Tony Fratto, a spokesman for Clarida, said the sale was intended as a pre-planned rebalancing of his portfolio. Yet after the initial sale, Clarida decided to buy the shares back instead of shifting the funds into other investments.
Fratto said the fund Clarida invested in — an iShares exchange-traded fund managed by asset manager BlackRock — was approved by the Fed and would be acceptable even under its current, more stringent rules.
The inspector general’s report did not specifically address the issue of the timing of Clarida’s trades. But it said that overall, they did not violate any laws, regulations or policies.
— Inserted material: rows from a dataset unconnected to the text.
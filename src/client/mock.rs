use super::Client;
use crate::types::Item;

use anyhow::Result;
use async_trait::async_trait;
use std::sync::{Arc, Mutex};

/// Records every put in call order. Invocations listed via `fail_on`
/// are still recorded but return an error, like a failed subprocess.
#[derive(Debug, Clone, Default)]
pub struct MockClient {
    puts: Arc<Mutex<Vec<(String, Item)>>>,
    fail_on: Arc<Mutex<Vec<usize>>>,
}

impl MockClient {
    pub fn new() -> Self {
        Self::default()
    }

    pub fn fail_on(&self, index: usize) {
        self.fail_on.lock().unwrap().push(index);
    }

    pub fn puts(&self) -> Vec<(String, Item)> {
        self.puts.lock().unwrap().clone()
    }
}

#[async_trait]
impl Client for MockClient {
    async fn put_item(&self, table_name: &str, item: &Item) -> Result<()> {
        let mut puts = self.puts.lock().unwrap();
        let index = puts.len();
        puts.push((table_name.to_string(), item.clone()));

        if self.fail_on.lock().unwrap().contains(&index) {
            return Err(anyhow::anyhow!("Mock failure at index {index}"));
        }

        Ok(())
    }
}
The report found that a Powell family trust made five trades in December 2019 on the date of a policymaking meeting, when senior officials aren’t supposed to trade. But the inspector general concluded that the trades were conducted by a financial adviser and that neither Powell nor his wife were aware of them.
Dennis Kelleher, CEO of Better Markets, a watchdog group, criticized the report for not addressing whether the trades violated several Fed policies that require senior officials to avoid creating “even an appearance” of conflict between their financial interests and the public interest.
“The report is very narrow, omits key information and is not credible,” Kelleher said.
Both Powell and Clarida worked in the financial sector before joining the Fed and have each reported net wealth in the tens of millions of dollars. Powell worked at the Carlyle Group, a private equity firm, Clarida for the bond manager PIMCO.
Last year, the presidents of two of the Federal Reserve’s regional banks — Robert Kaplan of the Dallas Fed and Eric Rosengren of the Boston Fed — resigned after the revelations came to light.
In October, the Fed announced wide-ranging changes to its trading rules. Under its new policies, Fed officials — including senior staff — are barred from investing in stocks, bonds, cryptocurrencies or commodities and cannot hold industry-specific mutual funds. They are also required to provide 45 days’ advance notice before buying or selling securities and to publicly disclose all their transactions within 30 days.
But on Wednesday, Sen. Sherrod Brown, a Democrat from Ohio and chair of the Senate Banking Committee, and several colleagues, urged the Fed to adopt tougher rules, including more specific consequences for violations.
The Fed’s new policy “fails to set forth any standards for disciplinary action, financial penalties, or other meaningful consequences for violations,” Brown said in a letter.